When GreenTea said it is actually not useful to have "everyday depression" and "psychosis" lumped into the same category I think she was referring to this issue of the range of meaning, specifically with regard to "mental health problems".
I don't know whether she used the term "everyday depression" to mean mild-to-moderate clinical depression, or to those experiences people refer to with the words "depressed" or "depression" which are either normal emotional reactions or which don't meet the threshold to be diagnosed with a mental illness.
Either way, I don't read her comment as dismissive of depression — I read it as an expression of frustration at the inability to easily define the group you're discussing, when the term commonly in use can encompass serious mental illness (including severe depression), other less severe or impactful mental illnesses (and mild depression is less severe and impactful than severe depression, or schizoaffective disorder), people with difficulties not diagnosed as mental illness, people struggling for any number of external reasons, and people experiencing normal healthy emotional responses to normal life events and stressors.

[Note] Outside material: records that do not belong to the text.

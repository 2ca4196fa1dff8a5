//! Argon2id password hashing.
//!
//! Hashing is CPU-bound, so both operations run on the blocking pool.

use argon2::{
    password_hash::{PasswordHash, PasswordHasher, PasswordVerifier, SaltString},
    Argon2,
};
use uuid::Uuid;

use crate::core::error::{AppError, Result};

/// Hash a password into a PHC string
pub async fn hash_password(password: String) -> Result<String> {
    tokio::task::spawn_blocking(move || {
        let salt = SaltString::encode_b64(Uuid::new_v4().as_bytes())
            .map_err(|e| AppError::Internal(format!("Failed to create salt: {}", e)))?;

        Argon2::default()
            .hash_password(password.as_bytes(), &salt)
            .map(|hash| hash.to_string())
            .map_err(|e| AppError::Internal(format!("Failed to hash password: {}", e)))
    })
    .await
    .map_err(|e| AppError::Internal(format!("Password hashing task failed: {}", e)))?
}

/// Check a password against a stored PHC string
///
/// A malformed stored hash counts as a mismatch.
pub async fn verify_password(password: String, password_hash: String) -> Result<bool> {
    tokio::task::spawn_blocking(move || {
        let parsed = match PasswordHash::new(&password_hash) {
            Ok(parsed) => parsed,
            Err(e) => {
                tracing::warn!("Stored password hash is not a valid PHC string: {}", e);
                return false;
            }
        };

        Argon2::default()
            .verify_password(password.as_bytes(), &parsed)
            .is_ok()
    })
    .await
    .map_err(|e| AppError::Internal(format!("Password verification task failed: {}", e)))
}

#[cfg(test)]
mod tests {
    use super::*;

    #[tokio::test]
    async fn test_hash_then_verify() {
        let hash = hash_password("streetlight-42".to_string()).await.unwrap();

        assert!(hash.starts_with("$argon2id$"));
        assert!(verify_password("streetlight-42".to_string(), hash.clone())
            .await
            .unwrap());
        assert!(!verify_password("wrong-password".to_string(), hash)
            .await
            .unwrap());
    }

    #[tokio::test]
    async fn test_same_password_gets_distinct_salts() {
        let a = hash_password("streetlight-42".to_string()).await.unwrap();
        let b = hash_password("streetlight-42".to_string()).await.unwrap();
        assert_ne!(a, b);
    }

    #[tokio::test]
    async fn test_malformed_hash_is_mismatch() {
        let ok = verify_password("anything".to_string(), "plaintext".to_string())
            .await
            .unwrap();
        assert!(!ok);
    }
}
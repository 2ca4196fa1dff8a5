mod grievance_dto;

pub use grievance_dto::{
    AttachmentUpload, GrievanceFilter, GrievanceListQuery, ResponseForm, StatusFilter,
    SubmitGrievanceForm,
};
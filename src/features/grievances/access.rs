//! Access checks over an explicit principal.
//!
//! Owners and staff may view and respond to a grievance; only staff may change
//! its status.

use crate::features::auth::model::AuthenticatedUser;
use crate::features::grievances::models::GrievanceView;

pub fn can_view(user: &AuthenticatedUser, grievance: &GrievanceView) -> bool {
    user.is_staff || user.user_id == grievance.user_id
}

pub fn can_respond(user: &AuthenticatedUser, grievance: &GrievanceView) -> bool {
    can_view(user, grievance)
}

pub fn can_set_status(user: &AuthenticatedUser) -> bool {
    user.is_staff
}

#[cfg(test)]
mod tests {
    use super::*;
    use crate::shared::test_helpers::{create_citizen_user, create_staff_user, grievance_view};

    #[test]
    fn test_owner_can_view_and_respond() {
        let owner = create_citizen_user();
        let grievance = grievance_view(owner.user_id);

        assert!(can_view(&owner, &grievance));
        assert!(can_respond(&owner, &grievance));
        assert!(!can_set_status(&owner));
    }

    #[test]
    fn test_staff_can_do_everything() {
        let staff = create_staff_user();
        let grievance = grievance_view(create_citizen_user().user_id);

        assert!(can_view(&staff, &grievance));
        assert!(can_respond(&staff, &grievance));
        assert!(can_set_status(&staff));
    }

    #[test]
    fn test_other_citizen_is_denied() {
        let grievance = grievance_view(create_citizen_user().user_id);
        let other = create_citizen_user();

        assert!(!can_view(&other, &grievance));
        assert!(!can_respond(&other, &grievance));
        assert!(!can_set_status(&other));
    }
}
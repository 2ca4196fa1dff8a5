use serde::Serialize;

// =============================================================================
// PAGINATION
// =============================================================================

/// Parse a raw `page` query value. Missing or non-numeric input means page 1.
pub fn parse_page_number(raw: Option<&str>) -> i64 {
    raw.and_then(|s| s.trim().parse::<i64>().ok()).unwrap_or(1)
}

/// Offset pagination over a counted result set.
///
/// An empty result still has one (empty) page, and requested page numbers are
/// clamped into `1..=num_pages` rather than rejected.
#[derive(Debug, Clone, Copy, PartialEq, Eq)]
pub struct Paginator {
    total: i64,
    page_size: i64,
}

impl Paginator {
    pub fn new(total: i64, page_size: i64) -> Self {
        Self {
            total: total.max(0),
            page_size: page_size.max(1),
        }
    }

    pub fn num_pages(&self) -> i64 {
        if self.total == 0 {
            1
        } else {
            (self.total + self.page_size - 1) / self.page_size
        }
    }

    /// Nearest valid page for the requested number
    pub fn clamp(&self, requested: i64) -> i64 {
        requested.clamp(1, self.num_pages())
    }

    /// SQL OFFSET for a (clamped) page number
    pub fn offset(&self, page: i64) -> i64 {
        (self.clamp(page) - 1) * self.page_size
    }

    pub fn limit(&self) -> i64 {
        self.page_size
    }

    pub fn total(&self) -> i64 {
        self.total
    }
}

/// One page of results plus the navigation data templates need
#[derive(Debug, Clone, Serialize)]
pub struct Paginated<T> {
    pub items: Vec<T>,
    pub number: i64,
    pub num_pages: i64,
    pub total: i64,
    pub has_previous: bool,
    pub has_next: bool,
    pub previous_page_number: Option<i64>,
    pub next_page_number: Option<i64>,
}

impl<T> Paginated<T> {
    pub fn new(items: Vec<T>, number: i64, paginator: Paginator) -> Self {
        let num_pages = paginator.num_pages();
        let has_previous = number > 1;
        let has_next = number < num_pages;

        Self {
            items,
            number,
            num_pages,
            total: paginator.total(),
            has_previous,
            has_next,
            previous_page_number: has_previous.then(|| number - 1),
            next_page_number: has_next.then(|| number + 1),
        }
    }
}

#[cfg(test)]
mod tests {
    use super::*;

    #[test]
    fn test_parse_page_number() {
        assert_eq!(parse_page_number(None), 1);
        assert_eq!(parse_page_number(Some("3")), 3);
        assert_eq!(parse_page_number(Some(" 2 ")), 2);
        assert_eq!(parse_page_number(Some("abc")), 1);
        assert_eq!(parse_page_number(Some("")), 1);
        assert_eq!(parse_page_number(Some("-4")), -4);
    }

    #[test]
    fn test_out_of_range_page_returns_last_page() {
        let paginator = Paginator::new(3, 10);
        assert_eq!(paginator.num_pages(), 1);
        assert_eq!(paginator.clamp(999), 1);
        assert_eq!(paginator.offset(999), 0);

        let paginator = Paginator::new(45, 20);
        assert_eq!(paginator.num_pages(), 3);
        assert_eq!(paginator.clamp(999), 3);
        assert_eq!(paginator.offset(999), 40);
    }

    #[test]
    fn test_page_below_one_clamps_to_first() {
        let paginator = Paginator::new(45, 20);
        assert_eq!(paginator.clamp(0), 1);
        assert_eq!(paginator.clamp(-7), 1);
        assert_eq!(paginator.offset(-7), 0);
    }

    #[test]
    fn test_empty_result_has_one_page() {
        let paginator = Paginator::new(0, 10);
        assert_eq!(paginator.num_pages(), 1);
        assert_eq!(paginator.clamp(5), 1);
    }

    #[test]
    fn test_exact_multiple_of_page_size() {
        let paginator = Paginator::new(20, 10);
        assert_eq!(paginator.num_pages(), 2);
        assert_eq!(paginator.offset(2), 10);
    }

    #[test]
    fn test_paginated_navigation() {
        let paginator = Paginator::new(45, 20);

        let first: Paginated<i32> = Paginated::new(vec![], 1, paginator);
        assert!(!first.has_previous);
        assert!(first.has_next);
        assert_eq!(first.next_page_number, Some(2));
        assert_eq!(first.previous_page_number, None);

        let last: Paginated<i32> = Paginated::new(vec![], 3, paginator);
        assert!(last.has_previous);
        assert!(!last.has_next);
        assert_eq!(last.previous_page_number, Some(2));
        assert_eq!(last.total, 45);
    }
}
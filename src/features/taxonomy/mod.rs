//! Department/category taxonomy.
//!
//! Read-only from the web app; rows are managed directly in the database.

pub mod dtos;
pub mod handlers;
pub mod models;
pub mod routes;
pub mod services;

pub use services::TaxonomyService;
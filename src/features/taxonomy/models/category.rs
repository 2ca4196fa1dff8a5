use serde::Serialize;
use sqlx::FromRow;
use uuid::Uuid;

/// Database model for category, joined with its department's name
#[derive(Debug, Clone, FromRow, Serialize)]
pub struct Category {
    pub id: Uuid,
    pub department_id: Uuid,
    pub name: String,
    pub department_name: String,
}

impl Category {
    /// Label used in category pickers, e.g. "Public Works / Streetlights"
    pub fn label(&self) -> String {
        format!("{} / {}", self.department_name, self.name)
    }
}
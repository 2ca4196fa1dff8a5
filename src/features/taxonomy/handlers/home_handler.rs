use std::sync::Arc;

use axum::{extract::State, response::Response};
use minijinja::context;

use crate::core::error::Result;
use crate::features::auth::model::AuthenticatedUser;
use crate::features::taxonomy::services::TaxonomyService;
use crate::shared::flash::IncomingFlash;
use crate::shared::page::HtmlPage;

/// Public landing page listing departments and their categories
pub async fn home(
    State(service): State<Arc<TaxonomyService>>,
    viewer: Option<AuthenticatedUser>,
    flash: IncomingFlash,
) -> Result<Response> {
    let departments = service.grouped().await?;

    HtmlPage::new("home.html")
        .viewer(viewer.as_ref())
        .flash(flash)
        .render(context! { departments => departments })
}
use axum::{
    extract::{Path, Query, State},
    http::{header, StatusCode},
    response::{IntoResponse, Response},
};
use minijinja::context;

use super::GrievanceState;
use crate::core::error::{AppError, Result};
use crate::core::extractor::AppForm;
use crate::features::auth::model::AuthenticatedUser;
use crate::features::grievances::access;
use crate::features::grievances::dtos::{GrievanceListQuery, ResponseForm};
use crate::features::grievances::models::{GrievanceStatus, GrievanceView};
use crate::features::grievances::services::SearchScope;
use crate::shared::flash::{redirect_with_flash, Flash, IncomingFlash};
use crate::shared::page::HtmlPage;
use crate::shared::validation::FormErrors;

const DETAIL_TEMPLATE: &str = "grievances/detail.html";

/// Redirect a user who may not see this grievance
fn deny(user: &AuthenticatedUser, reference_id: &str) -> Response {
    tracing::warn!(
        "User {} denied access to grievance {}",
        user.username,
        reference_id
    );
    redirect_with_flash(
        "/grievances/my",
        Flash::error("You don't have permission to view this grievance."),
    )
}

/// The signed-in user's own grievances
pub async fn my_grievances(
    user: AuthenticatedUser,
    State(state): State<GrievanceState>,
    flash: IncomingFlash,
    Query(query): Query<GrievanceListQuery>,
) -> Result<Response> {
    let filter = query.filter();
    let page = state
        .grievances
        .search(SearchScope::Mine(user.user_id), &filter, query.page())
        .await?;

    HtmlPage::new("grievances/my_grievances.html")
        .viewer(Some(&user))
        .flash(flash)
        .render(context! {
            page => page,
            filter_query => filter.query_suffix(),
            search => filter.text.unwrap_or_default(),
            status => filter.status.as_param(),
            status_choices => GrievanceStatus::choices(),
        })
}

/// Detail page with the response thread
pub async fn grievance_detail(
    user: AuthenticatedUser,
    State(state): State<GrievanceState>,
    flash: IncomingFlash,
    Path(reference_id): Path<String>,
) -> Result<Response> {
    let grievance = state.grievances.get_by_reference(&reference_id).await?;
    if !access::can_view(&user, &grievance) {
        return Ok(deny(&user, &reference_id));
    }

    render_detail(
        &state,
        &user,
        grievance,
        flash,
        StatusCode::OK,
        &ResponseForm::default(),
        &FormErrors::new(),
    )
    .await
}

/// Append a response from the owner or staff
pub async fn add_response(
    user: AuthenticatedUser,
    State(state): State<GrievanceState>,
    Path(reference_id): Path<String>,
    AppForm(form): AppForm<ResponseForm>,
) -> Result<Response> {
    let grievance = state.grievances.get_by_reference(&reference_id).await?;
    if !access::can_respond(&user, &grievance) {
        return Ok(deny(&user, &reference_id));
    }

    match state
        .responses
        .add_response(&grievance.reference_id, &user, &form.response)
        .await
    {
        Ok(_) => Ok(redirect_with_flash(
            &format!("/grievances/{}", grievance.reference_id),
            Flash::success("Response added successfully."),
        )),
        Err(AppError::Validation(msg)) => {
            let mut errors = FormErrors::new();
            errors.add("response", msg);
            render_detail(
                &state,
                &user,
                grievance,
                IncomingFlash::default(),
                StatusCode::UNPROCESSABLE_ENTITY,
                &form,
                &errors,
            )
            .await
        }
        Err(e) => Err(e),
    }
}

/// Stream the attachment to the owner or staff
pub async fn download_attachment(
    user: AuthenticatedUser,
    State(state): State<GrievanceState>,
    Path(reference_id): Path<String>,
) -> Result<Response> {
    let grievance = state.grievances.get_by_reference(&reference_id).await?;
    if !access::can_view(&user, &grievance) {
        return Ok(deny(&user, &reference_id));
    }

    let (data, name, content_type) = state.grievances.attachment(&grievance).await?;
    let disposition = format!(
        "attachment; filename=\"{}\"",
        name.replace(['"', '\\', '\r', '\n'], "_")
    );

    Ok((
        [
            (header::CONTENT_TYPE, content_type),
            (header::CONTENT_DISPOSITION, disposition),
        ],
        data,
    )
        .into_response())
}

async fn render_detail(
    state: &GrievanceState,
    user: &AuthenticatedUser,
    grievance: GrievanceView,
    flash: IncomingFlash,
    status: StatusCode,
    form: &ResponseForm,
    errors: &FormErrors,
) -> Result<Response> {
    let responses = state
        .responses
        .list_responses(&grievance.reference_id)
        .await?;

    HtmlPage::new(DETAIL_TEMPLATE)
        .status(status)
        .viewer(Some(user))
        .flash(flash)
        .render(context! {
            grievance => grievance,
            responses => responses,
            form => form,
            errors => errors,
        })
}
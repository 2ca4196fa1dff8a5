mod auth_dto;

pub use auth_dto::{LoginForm, LoginQuery};
// =============================================================================
// PAGINATION
// =============================================================================

/// Page size for a citizen's own grievance list
pub const PERSONAL_PAGE_SIZE: i64 = 10;

/// Page size for the staff grievance list
pub const STAFF_PAGE_SIZE: i64 = 20;

// =============================================================================
// COOKIES
// =============================================================================

/// Cookie carrying the signed session token
pub const SESSION_COOKIE: &str = "gp_session";

/// Cookie carrying a one-shot flash message
pub const FLASH_COOKIE: &str = "gp_flash";

// =============================================================================
// ATTACHMENTS
// =============================================================================

/// Allowed MIME types for grievance attachments
pub const ALLOWED_ATTACHMENT_TYPES: &[&str] = &[
    "image/jpeg",
    "image/png",
    "image/gif",
    "image/webp",
    "application/pdf",
];

/// Maximum attachment size in bytes (10MB)
pub const MAX_ATTACHMENT_SIZE: usize = 10 * 1024 * 1024;
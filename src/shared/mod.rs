pub mod constants;
pub mod cookies;
pub mod flash;
pub mod page;
pub mod templates;
pub mod types;
pub mod validation;

#[cfg(test)]
pub mod test_helpers;
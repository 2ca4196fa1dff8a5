use crate::features::auth::handlers;
use crate::features::auth::services::AuthService;
use axum::{
    routing::{get, post},
    Router,
};
use std::sync::Arc;

/// Login and logout routes (no authentication required)
pub fn routes(service: Arc<AuthService>) -> Router {
    Router::new()
        .route("/login", get(handlers::login_page).post(handlers::login))
        .route("/logout", post(handlers::logout))
        .with_state(service)
}
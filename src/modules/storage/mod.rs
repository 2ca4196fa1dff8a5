//! Storage for grievance attachments
//!
//! Objects are addressed by key. Two backends: a directory on local disk and
//! MinIO (or any S3-compatible service).

mod local_storage;
mod minio_client;

use async_trait::async_trait;
use std::sync::Arc;

use crate::core::config::StorageConfig;
use crate::core::error::AppError;

pub use local_storage::LocalStorage;
pub use minio_client::MinIOClient;

/// Key/value object store for attachment bytes
#[async_trait]
pub trait AttachmentStorage: Send + Sync {
    /// Write an object, replacing any existing one under the same key
    async fn store(&self, key: &str, data: Vec<u8>, content_type: &str) -> Result<(), AppError>;

    /// Read an object; a missing key is `NotFound`
    async fn fetch(&self, key: &str) -> Result<Vec<u8>, AppError>;

    /// Remove an object; a missing key is not an error
    async fn delete(&self, key: &str) -> Result<(), AppError>;
}

/// Build the backend selected by configuration
pub async fn from_config(config: &StorageConfig) -> Result<Arc<dyn AttachmentStorage>, AppError> {
    match config {
        StorageConfig::Local { root } => Ok(Arc::new(LocalStorage::new(root.clone()).await?)),
        StorageConfig::MinIO(minio) => Ok(Arc::new(MinIOClient::new(minio.clone()).await?)),
    }
}
use chrono::Utc;
use jsonwebtoken::{decode, encode, Algorithm, DecodingKey, EncodingKey, Header, Validation};
use std::time::Duration;

use super::model::{AuthenticatedUser, SessionClaims};
use crate::core::config::SessionConfig;
use crate::core::error::AppError;
use crate::shared::constants::SESSION_COOKIE;
use crate::shared::cookies::{build_cookie, expired_cookie, CookieOptions};

const SESSION_ISSUER: &str = "grievance-portal";
const SESSION_AUDIENCE: &str = "grievance-portal-web";

/// Issues and validates HS256-signed session tokens carried in a cookie
pub struct SessionManager {
    encoding_key: EncodingKey,
    decoding_key: DecodingKey,
    ttl: Duration,
    cookie_secure: bool,
}

impl SessionManager {
    pub fn new(config: &SessionConfig) -> Self {
        Self {
            encoding_key: EncodingKey::from_secret(config.secret.as_bytes()),
            decoding_key: DecodingKey::from_secret(config.secret.as_bytes()),
            ttl: config.ttl,
            cookie_secure: config.cookie_secure,
        }
    }

    /// Sign a session token for the user
    pub fn issue(&self, user: &AuthenticatedUser) -> Result<String, AppError> {
        let now = Utc::now().timestamp();
        let claims = SessionClaims {
            sub: user.user_id,
            username: user.username.clone(),
            name: user.full_name.clone(),
            is_staff: user.is_staff,
            iss: SESSION_ISSUER.to_string(),
            aud: SESSION_AUDIENCE.to_string(),
            iat: now,
            exp: now + self.ttl.as_secs() as i64,
        };

        encode(&Header::new(Algorithm::HS256), &claims, &self.encoding_key)
            .map_err(|e| AppError::Internal(format!("Failed to sign session token: {}", e)))
    }

    /// Verify signature, issuer, audience and expiry
    pub fn validate(&self, token: &str) -> Result<AuthenticatedUser, AppError> {
        let mut validation = Validation::new(Algorithm::HS256);
        validation.set_issuer(&[SESSION_ISSUER]);
        validation.set_audience(&[SESSION_AUDIENCE]);
        validation.leeway = 0;

        let token_data = decode::<SessionClaims>(token, &self.decoding_key, &validation)
            .map_err(|e| AppError::Auth(e.to_string()))?;

        Ok(token_data.claims.into())
    }

    /// `Set-Cookie` value that stores the session token
    pub fn login_cookie(&self, token: &str) -> String {
        build_cookie(
            SESSION_COOKIE,
            token,
            CookieOptions {
                max_age: Some(self.ttl),
                http_only: true,
                secure: self.cookie_secure,
            },
        )
    }

    /// `Set-Cookie` value that ends the session
    pub fn logout_cookie(&self) -> String {
        expired_cookie(SESSION_COOKIE)
    }
}
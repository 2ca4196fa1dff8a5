//! Role-based authorization guards.
//!
//! The role model is a single `is_staff` bit: staff see and manage every
//! grievance, everyone else only their own.

use crate::core::error::AppError;
use crate::features::auth::model::AuthenticatedUser;
use axum::{extract::FromRequestParts, http::request::Parts};

/// Guard for staff-only routes.
///
/// Anonymous callers are sent to the login page; signed-in non-staff users get
/// the generic permission denial.
///
/// # Example
/// ```ignore
/// pub async fn handler(RequireStaff(user): RequireStaff) { ... }
/// ```
pub struct RequireStaff(pub AuthenticatedUser);

impl<S> FromRequestParts<S> for RequireStaff
where
    S: Send + Sync,
{
    type Rejection = AppError;

    async fn from_request_parts(parts: &mut Parts, state: &S) -> Result<Self, Self::Rejection> {
        let user = <AuthenticatedUser as FromRequestParts<S>>::from_request_parts(parts, state).await?;

        if !user.is_staff {
            tracing::warn!(
                "Non-staff user {} denied access to {}",
                user.username,
                parts.uri.path()
            );
            return Err(AppError::permission_denied());
        }

        Ok(RequireStaff(user))
    }
}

GreenTea didn't say that depression "isn’t a significant mental illness", rather I think she was referring to something that's become a real problem in the popular "mental health" discourse.
People with mental illness have all but disappeared from the conversation, especially those with severe mental illness like schizophrenia, anorexia nervosa, and yes, severe depression.
There's awareness-raising and discussion everywhere but it's all about "chat to your mates, they might be feeling down" and "if your friend always shows up late just ditch them altogether, you've got to have boundaries to protect your mental health" and "I need my emotional support dog because I've got mental health" and "mental health tips to help you through exam time", and maybe the odd sanitised personal story from someone with one of the more socially palatable, relatable diagnosed mental illnesses.
There's no real way to discreetly indicate the fact that I have a mental illness or that I am currently experiencing a relapse without being explicit about my severe mental illness. It used to be that if I said I had mental health problems, people knew that was referring to a psychiatric condition without me having to disclose specific stigmatised conditions. If I mention "mental health" now, there's nothing to differentiate someone with bipolar disorder from people who like to take a day off every so often, or someone who's feeling sad and lonely because their girlfriend has gone away for two weeks.
But all this awareness-raising has done very little to mitigate the discrimination I'll experience if I just come out and say I have bipolar disorder. The push for conversation about mental health pretends to be at least partly for me and people like me, but it's almost entirely for people with mild to moderate common mental health problems, as well as people who are mentally healthy and could benefit from some wellbeing tips.